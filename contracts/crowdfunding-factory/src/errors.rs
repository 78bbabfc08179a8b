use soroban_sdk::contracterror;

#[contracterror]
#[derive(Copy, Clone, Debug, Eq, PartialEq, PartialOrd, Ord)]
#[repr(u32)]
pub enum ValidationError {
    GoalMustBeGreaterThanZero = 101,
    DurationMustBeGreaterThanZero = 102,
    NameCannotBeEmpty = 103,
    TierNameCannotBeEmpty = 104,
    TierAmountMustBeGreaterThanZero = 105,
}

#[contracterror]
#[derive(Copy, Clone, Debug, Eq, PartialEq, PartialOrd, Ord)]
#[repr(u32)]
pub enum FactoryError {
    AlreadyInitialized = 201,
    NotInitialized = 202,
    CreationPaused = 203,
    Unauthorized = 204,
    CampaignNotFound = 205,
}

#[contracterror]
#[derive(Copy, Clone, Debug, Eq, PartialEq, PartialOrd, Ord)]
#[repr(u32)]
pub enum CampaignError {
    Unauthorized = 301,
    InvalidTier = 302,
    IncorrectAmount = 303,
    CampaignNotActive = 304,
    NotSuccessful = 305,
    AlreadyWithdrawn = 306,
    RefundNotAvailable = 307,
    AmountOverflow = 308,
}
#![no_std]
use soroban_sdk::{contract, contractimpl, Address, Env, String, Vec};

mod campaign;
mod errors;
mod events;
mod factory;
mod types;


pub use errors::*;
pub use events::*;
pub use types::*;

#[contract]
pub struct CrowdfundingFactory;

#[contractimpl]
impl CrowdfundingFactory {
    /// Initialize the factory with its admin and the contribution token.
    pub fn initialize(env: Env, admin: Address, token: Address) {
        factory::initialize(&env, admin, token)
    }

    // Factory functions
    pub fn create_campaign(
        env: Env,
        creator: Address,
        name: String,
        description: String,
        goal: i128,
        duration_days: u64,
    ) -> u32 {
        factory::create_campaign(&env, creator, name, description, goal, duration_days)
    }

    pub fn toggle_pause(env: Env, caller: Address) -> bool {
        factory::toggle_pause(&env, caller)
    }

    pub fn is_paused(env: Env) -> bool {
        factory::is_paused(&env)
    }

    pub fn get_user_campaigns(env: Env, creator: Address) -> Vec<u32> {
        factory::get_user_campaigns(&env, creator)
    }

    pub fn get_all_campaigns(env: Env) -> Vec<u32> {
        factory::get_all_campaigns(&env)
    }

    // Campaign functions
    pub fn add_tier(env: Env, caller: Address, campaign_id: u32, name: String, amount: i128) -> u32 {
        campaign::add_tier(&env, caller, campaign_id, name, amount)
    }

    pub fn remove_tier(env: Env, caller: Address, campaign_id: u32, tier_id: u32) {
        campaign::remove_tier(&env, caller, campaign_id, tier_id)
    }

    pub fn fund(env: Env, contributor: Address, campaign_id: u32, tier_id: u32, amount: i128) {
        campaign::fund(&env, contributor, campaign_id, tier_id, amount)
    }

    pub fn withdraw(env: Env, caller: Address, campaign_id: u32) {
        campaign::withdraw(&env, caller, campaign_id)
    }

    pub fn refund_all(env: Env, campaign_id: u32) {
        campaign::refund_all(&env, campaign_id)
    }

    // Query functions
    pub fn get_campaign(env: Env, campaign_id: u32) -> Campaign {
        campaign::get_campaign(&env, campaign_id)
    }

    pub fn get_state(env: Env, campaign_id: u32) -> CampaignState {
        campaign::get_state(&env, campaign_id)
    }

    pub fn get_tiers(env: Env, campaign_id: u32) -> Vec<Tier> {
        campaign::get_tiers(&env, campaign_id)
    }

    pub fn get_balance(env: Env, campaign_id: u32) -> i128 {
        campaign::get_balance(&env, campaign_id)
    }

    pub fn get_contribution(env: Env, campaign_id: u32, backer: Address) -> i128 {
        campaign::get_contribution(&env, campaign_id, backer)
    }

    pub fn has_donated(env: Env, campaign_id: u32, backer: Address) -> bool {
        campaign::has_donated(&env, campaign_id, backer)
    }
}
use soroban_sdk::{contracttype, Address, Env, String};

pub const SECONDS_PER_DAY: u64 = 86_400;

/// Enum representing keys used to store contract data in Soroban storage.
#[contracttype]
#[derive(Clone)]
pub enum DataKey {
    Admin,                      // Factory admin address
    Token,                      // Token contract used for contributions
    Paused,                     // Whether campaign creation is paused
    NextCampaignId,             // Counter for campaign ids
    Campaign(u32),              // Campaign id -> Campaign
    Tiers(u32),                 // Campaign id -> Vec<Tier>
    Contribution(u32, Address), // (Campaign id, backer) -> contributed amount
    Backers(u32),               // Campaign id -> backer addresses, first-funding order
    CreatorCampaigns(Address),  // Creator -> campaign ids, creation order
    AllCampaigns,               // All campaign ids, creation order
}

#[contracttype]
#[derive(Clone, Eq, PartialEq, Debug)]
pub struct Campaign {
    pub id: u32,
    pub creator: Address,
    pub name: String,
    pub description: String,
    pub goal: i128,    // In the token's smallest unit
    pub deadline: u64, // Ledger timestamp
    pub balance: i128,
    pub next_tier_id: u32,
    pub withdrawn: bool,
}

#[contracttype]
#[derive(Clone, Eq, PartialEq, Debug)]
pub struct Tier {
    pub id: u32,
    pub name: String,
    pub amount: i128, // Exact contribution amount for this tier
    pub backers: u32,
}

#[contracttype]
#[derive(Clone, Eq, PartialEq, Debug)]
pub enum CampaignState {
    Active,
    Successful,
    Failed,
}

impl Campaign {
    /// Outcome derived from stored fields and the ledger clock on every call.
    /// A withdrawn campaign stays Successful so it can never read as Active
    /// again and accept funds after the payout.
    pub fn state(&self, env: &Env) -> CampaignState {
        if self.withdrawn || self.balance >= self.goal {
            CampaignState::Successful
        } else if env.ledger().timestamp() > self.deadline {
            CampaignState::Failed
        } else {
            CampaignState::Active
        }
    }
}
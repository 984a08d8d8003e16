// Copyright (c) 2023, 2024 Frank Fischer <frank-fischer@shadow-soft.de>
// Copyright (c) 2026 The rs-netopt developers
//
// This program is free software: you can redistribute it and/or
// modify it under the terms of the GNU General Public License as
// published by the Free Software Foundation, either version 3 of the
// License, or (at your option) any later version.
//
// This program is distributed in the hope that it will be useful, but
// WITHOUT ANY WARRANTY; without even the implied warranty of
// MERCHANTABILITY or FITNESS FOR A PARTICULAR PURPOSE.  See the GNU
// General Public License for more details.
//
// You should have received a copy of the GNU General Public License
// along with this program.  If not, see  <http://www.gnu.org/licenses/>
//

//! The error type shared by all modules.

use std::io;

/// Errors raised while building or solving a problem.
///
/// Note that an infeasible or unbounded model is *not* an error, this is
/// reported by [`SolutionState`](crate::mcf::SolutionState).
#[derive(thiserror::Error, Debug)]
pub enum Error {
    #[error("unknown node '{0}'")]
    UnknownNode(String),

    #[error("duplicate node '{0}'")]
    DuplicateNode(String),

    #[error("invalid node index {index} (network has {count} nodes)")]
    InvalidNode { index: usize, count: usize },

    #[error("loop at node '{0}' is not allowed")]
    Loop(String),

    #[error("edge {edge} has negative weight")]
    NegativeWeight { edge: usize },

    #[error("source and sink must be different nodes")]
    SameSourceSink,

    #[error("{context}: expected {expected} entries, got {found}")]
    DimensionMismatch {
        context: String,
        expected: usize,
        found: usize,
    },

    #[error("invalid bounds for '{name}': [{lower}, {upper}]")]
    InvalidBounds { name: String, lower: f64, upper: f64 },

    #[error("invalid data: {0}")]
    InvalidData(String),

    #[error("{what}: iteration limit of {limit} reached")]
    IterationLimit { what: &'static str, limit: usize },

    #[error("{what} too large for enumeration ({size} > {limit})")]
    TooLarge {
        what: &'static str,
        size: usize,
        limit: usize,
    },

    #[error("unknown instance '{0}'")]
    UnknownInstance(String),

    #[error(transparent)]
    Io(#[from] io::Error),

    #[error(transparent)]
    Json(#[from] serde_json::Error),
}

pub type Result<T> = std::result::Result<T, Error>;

* * * * * * *

## Try it
Go line by line through the data above and report each one that holds the string "timestamp".

## Result of the exercise
    pub deadline: u64, // Ledger timestamp
        } else if env.ledger().timestamp() > self.deadline {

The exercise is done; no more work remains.